E4032A channels are largely unresponsive to activation by RyR agonists. (A) 1B5 cells grown in collagen-coated 72-well microtiter plates (Terasaki format) were infected with either E4032A or wtRyR1 cDNA containing herpes simplex virions at 3 × 10⁵ IU/ml. Cells were examined for calcium responses by using Fura-2 as described in Materials and Methods. The change in cytoplasmic calcium (as indicated by a change in F₃₄₀/F₃₈₀ ratio for Fura-2) in response to 40 mM KCl, 40 mM caffeine, 0.5 mM 4-chloro-m-cresol, or 2 μM ionomycin for either a wtRyR1-expressing myotube (upper trace) or E4032A-expressing myotube (lower trace) is indicated. (Bar = 0.1 340/380 ratio units vs. 50 sec.) (B) E4032A RyR1 shows largely reduced high-affinity [³H]ryanodine binding. wtRyR1 or E4032A RyR1-expressing 1B5 membrane preparations were incubated at 37°C for 3 h in a buffer containing 250 mM KCl, 15 mM NaCl, 20 mM Pipes (pH 7.4), and 10 nM [³H]ryanodine.
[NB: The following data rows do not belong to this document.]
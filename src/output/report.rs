//! Report rows built from a count table.
//!
//! The same logical rows feed the console table and every export format.

use crate::aggregator::CountTable;
use crate::parser::schema::{format_address, Classification};
use crate::utils::config::{
    COLUMN_COUNT, COLUMN_SOURCE, COLUMN_TOTAL, FIELD_BASE_ADDR, FIELD_CUR_ADDR, FIELD_PREV_ADDR,
    FIELD_SHARED_OBJECT,
};

/// Shape of the report
#[derive(Debug, Clone, PartialEq, Eq)]
pub enum ReportLayout {
    /// One row per source, one column per edge kind (in configured order)
    Kinds {
        labels: Vec<String>,
        include_total: bool,
    },
    /// One row per (source, edge key)
    Edges,
}

/// A single report cell
#[derive(Debug, Clone, PartialEq, Eq)]
pub enum Cell {
    Text(String),
    Count(u64),
}

impl Cell {
    /// Cell as it appears in text outputs
    pub fn render(&self) -> String {
        match self {
            Cell::Text(text) => text.clone(),
            Cell::Count(count) => count.to_string(),
        }
    }

    pub fn is_numeric(&self) -> bool {
        matches!(self, Cell::Count(_))
    }
}

/// One report row
#[derive(Debug, Clone, PartialEq, Eq)]
pub struct ReportRow {
    /// Source the row belongs to
    pub source: String,

    /// Cells in column order (the first is always the source)
    pub cells: Vec<Cell>,

    /// Number of edge occurrences this row accounts for
    pub occurrences: u64,
}

/// Rendered-independent report: header plus rows
#[derive(Debug, Clone, PartialEq, Eq)]
pub struct Report {
    pub columns: Vec<String>,
    pub rows: Vec<ReportRow>,
}

impl Report {
    /// Build report rows from a populated count table
    ///
    /// **Public** - main entry point for rendering
    pub fn build(table: &CountTable, layout: &ReportLayout) -> Self {
        match layout {
            ReportLayout::Kinds {
                labels,
                include_total,
            } => build_kind_report(table, labels, *include_total),
            ReportLayout::Edges => build_edge_report(table),
        }
    }

    /// Occurrences per source, in row order
    pub fn source_totals(&self) -> Vec<(String, u64)> {
        let mut totals: Vec<(String, u64)> = Vec::new();

        for row in &self.rows {
            match totals.iter_mut().find(|(source, _)| *source == row.source) {
                Some((_, total)) => *total += row.occurrences,
                None => totals.push((row.source.clone(), row.occurrences)),
            }
        }

        totals
    }
}

/// **Private** - one row per source, zero-filled for unseen kinds
fn build_kind_report(table: &CountTable, labels: &[String], include_total: bool) -> Report {
    let mut columns = Vec::with_capacity(labels.len() + 2);
    columns.push(COLUMN_SOURCE.to_string());
    columns.extend(labels.iter().cloned());
    if include_total {
        columns.push(COLUMN_TOTAL.to_string());
    }

    let rows = table
        .sources()
        .map(|(source, counts)| {
            let mut cells = Vec::with_capacity(columns.len());
            cells.push(Cell::Text(source.to_string()));

            let mut occurrences = 0;
            for label in labels {
                let count = counts.get(&Classification::Kind(label.clone()));
                occurrences += count;
                cells.push(Cell::Count(count));
            }

            if include_total {
                cells.push(Cell::Count(counts.total()));
            }

            ReportRow {
                source: source.to_string(),
                cells,
                occurrences,
            }
        })
        .collect();

    Report { columns, rows }
}

/// **Private** - one row per distinct edge, in first-seen order
fn build_edge_report(table: &CountTable) -> Report {
    let columns = [
        COLUMN_SOURCE,
        FIELD_SHARED_OBJECT,
        FIELD_BASE_ADDR,
        FIELD_PREV_ADDR,
        FIELD_CUR_ADDR,
        COLUMN_COUNT,
    ]
    .iter()
    .map(|c| c.to_string())
    .collect();

    let mut rows = Vec::new();
    for (source, counts) in table.sources() {
        for (key, count) in counts.iter() {
            let Classification::Edge(edge) = key else {
                continue;
            };

            rows.push(ReportRow {
                source: source.to_string(),
                cells: vec![
                    Cell::Text(source.to_string()),
                    Cell::Text(edge.module.clone()),
                    Cell::Text(format_address(edge.base_address)),
                    Cell::Text(format_address(edge.prev_address)),
                    Cell::Text(format_address(edge.cur_address)),
                    Cell::Count(count),
                ],
                occurrences: count,
            });
        }
    }

    Report { columns, rows }
}

#[cfg(test)]
mod tests {
    use super::*;
    use crate::parser::schema::EdgeKey;
    use pretty_assertions::assert_eq;

    fn labels() -> Vec<String> {
        vec!["return".to_string(), "switch".to_string()]
    }

    #[test]
    fn test_kind_report_zero_fills() {
        let mut table = CountTable::new();
        table.record("a.log", Classification::kind("switch"));
        table.register_source("empty.log");

        let report = Report::build(
            &table,
            &ReportLayout::Kinds {
                labels: labels(),
                include_total: true,
            },
        );

        assert_eq!(report.columns, vec!["source", "return", "switch", "total"]);
        assert_eq!(report.rows.len(), 2);
        assert_eq!(
            report.rows[0].cells,
            vec![
                Cell::Text("a.log".to_string()),
                Cell::Count(0),
                Cell::Count(1),
                Cell::Count(1)
            ]
        );
        assert_eq!(
            report.rows[1].cells,
            vec![
                Cell::Text("empty.log".to_string()),
                Cell::Count(0),
                Cell::Count(0),
                Cell::Count(0)
            ]
        );
    }

    #[test]
    fn test_kind_report_without_total() {
        let mut table = CountTable::new();
        table.record("a.log", Classification::kind("return"));

        let report = Report::build(
            &table,
            &ReportLayout::Kinds {
                labels: labels(),
                include_total: false,
            },
        );

        assert_eq!(report.columns, vec!["source", "return", "switch"]);
        assert_eq!(report.rows[0].cells.len(), 3);
    }

    #[test]
    fn test_edge_report() {
        let mut table = CountTable::new();
        let key = Classification::Edge(EdgeKey::new("libc.so", 0x1000, 0x10, 0x20));
        table.record("e.csv", key.clone());
        table.record("e.csv", key);

        let report = Report::build(&table, &ReportLayout::Edges);

        assert_eq!(
            report.columns,
            vec!["source", "shared_object", "base_addr", "prev_addr", "cur_addr", "count"]
        );
        assert_eq!(report.rows.len(), 1);
        let rendered: Vec<String> = report.rows[0].cells.iter().map(Cell::render).collect();
        assert_eq!(rendered, vec!["e.csv", "libc.so", "0x1000", "0x10", "0x20", "2"]);
        assert_eq!(report.source_totals(), vec![("e.csv".to_string(), 2)]);
    }
}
Caffeine (20 mM) and 1 mM AMP-PCP and/or CaCl₂ was added as indicated in the graph. The relative binding is calculated as the percentage of the binding of wtRyR1 in the presence of 50 μM CaCl₂, 20 mM caffeine, and 1 mM AMP-PCP. The experiment has been repeated at least twice in duplicate. (C) Single channel measurements of isolated E4032A channels reconstituted in BLM were conducted as described in Materials and Methods. Isolated E4032A channels give rise to infrequent gating transitions from the closed to fully open state in the presence of cis 1 mM calcium and 2 mM ATP. The open probability of this channel was 0.0022.